* Work item *
As the lines appear below, please set them down exactly, starting at the first and finishing with the one containing "use crate::recording::FrameRecorder;".

* Data provided *
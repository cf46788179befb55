//! Echo visuals

use bevy::prelude::*;

use crate::constants::*;
use crate::playback::{Echo, MotionAnimator};

/// Give newly spawned echoes a translucent copy of the actor sprite
pub fn dress_new_echoes(mut commands: Commands, echoes: Query<Entity, Added<Echo>>) {
    for entity in &echoes {
        commands
            .entity(entity)
            .insert(Sprite::from_color(ACTOR_COLOR.with_alpha(ECHO_ALPHA), ACTOR_SIZE));
    }
}

/// Squash echoes on the tick they replay a jump; running echoes read brighter
pub fn animate_echoes(mut echoes: Query<(&MotionAnimator, &mut Sprite, &mut Transform), With<Echo>>) {
    for (animator, mut sprite, mut transform) in &mut echoes {
        transform.scale = if animator.jump_this_tick {
            Vec3::new(1.2, 0.8, 1.0)
        } else {
            Vec3::ONE
        };
        let alpha = if animator.running {
            ECHO_ALPHA + 0.2
        } else {
            ECHO_ALPHA
        };
        sprite.color = ACTOR_COLOR.with_alpha(alpha);
    }
}
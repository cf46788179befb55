//! Scene spawning (shared between the demo and headless runs)

use bevy::prelude::*;

use crate::constants::*;
use crate::interaction::Interactable;
use crate::player::LiveActor;
use crate::recording::FrameRecorder;
use crate::world::{ActivationZone, CycleBoundarySync, Gate, Lever, PressurePlate, TriggerVolume};

use super::SceneDef;

fn at(position: [f32; 2], z: f32) -> Transform {
    Transform::from_xyz(position[0], position[1], z)
}

/// Spawn every object in the scene. Sprites are only added when `visuals`
/// is set. Returns the live actor.
pub fn spawn_scene(commands: &mut Commands, scene: &SceneDef, visuals: bool) -> Entity {
    for zone in &scene.zones {
        let half = Vec2::from_array(zone.half_extents);
        let mut entity = commands.spawn((
            Name::new("Activation Zone"),
            ActivationZone,
            TriggerVolume::new(half),
            at(zone.position, -1.0),
        ));
        if visuals {
            entity.insert(Sprite::from_color(ZONE_COLOR, half * 2.0));
        }
    }

    for plate in &scene.plates {
        let half = Vec2::from_array(plate.half_extents);
        let mut entity = commands.spawn((
            Name::new(format!("Plate {}", plate.id)),
            PressurePlate::new(plate.id.clone()),
            TriggerVolume::new(half),
            at(plate.position, -0.5),
        ));
        if plate.boundary_sync {
            entity.insert(CycleBoundarySync);
        }
        if visuals {
            entity.insert(Sprite::from_color(PLATE_IDLE_COLOR, half * 2.0));
        }
    }

    for lever in &scene.levers {
        let mut entity = commands.spawn((
            Name::new(format!("Lever {}", lever.id)),
            Interactable::new(lever.id.clone()),
            Lever::default(),
            at(lever.position, 0.0),
        ));
        if visuals {
            entity.insert(Sprite::from_color(LEVER_OFF_COLOR, LEVER_SIZE));
        }
    }

    for gate in &scene.gates {
        let mut entity = commands.spawn((
            Name::new(format!("Gate {}", gate.id)),
            Gate::new(gate.trigger.clone()),
            at(gate.position, 0.0),
        ));
        if visuals {
            entity.insert(Sprite::from_color(
                GATE_CLOSED_COLOR,
                Vec2::from_array(gate.size),
            ));
        }
    }

    let mut actor = commands.spawn((
        Name::new("Live Actor"),
        LiveActor,
        FrameRecorder::default(),
        at(scene.actor.start, 1.0),
    ));
    if visuals {
        actor.insert(Sprite::from_color(ACTOR_COLOR, ACTOR_SIZE));
    }
    actor.id()
}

* Your response *
repository cf46788179befb55
//! Echo visuals

use bevy::prelude::*;

use crate::constants::*;
use crate::playback::{Echo, MotionAnimator};

/// Give newly spawned echoes a translucent copy of the actor sprite
pub fn dress_new_echoes(mut commands: Commands, echoes: Query<Entity, Added<Echo>>) {
    for entity in &echoes {
        commands
            .entity(entity)
            .insert(Sprite::from_color(ACTOR_COLOR.with_alpha(ECHO_ALPHA), ACTOR_SIZE));
    }
}

/// Squash echoes on the tick they replay a jump; running echoes read brighter
pub fn animate_echoes(mut echoes: Query<(&MotionAnimator, &mut Sprite, &mut Transform), With<Echo>>) {
    for (animator, mut sprite, mut transform) in &mut echoes {
        transform.scale = if animator.jump_this_tick {
            Vec3::new(1.2, 0.8, 1.0)
        } else {
            Vec3::ONE
        };
        let alpha = if animator.running {
            ECHO_ALPHA + 0.2
        } else {
            ECHO_ALPHA
        };
        sprite.color = ACTOR_COLOR.with_alpha(alpha);
    }
}
repository cf46788179befb55
//! Scene spawning (shared between the demo and headless runs)

use bevy::prelude::*;

use crate::constants::*;
use crate::interaction::Interactable;
use crate::player::LiveActor;
use crate::recording::FrameRecorder;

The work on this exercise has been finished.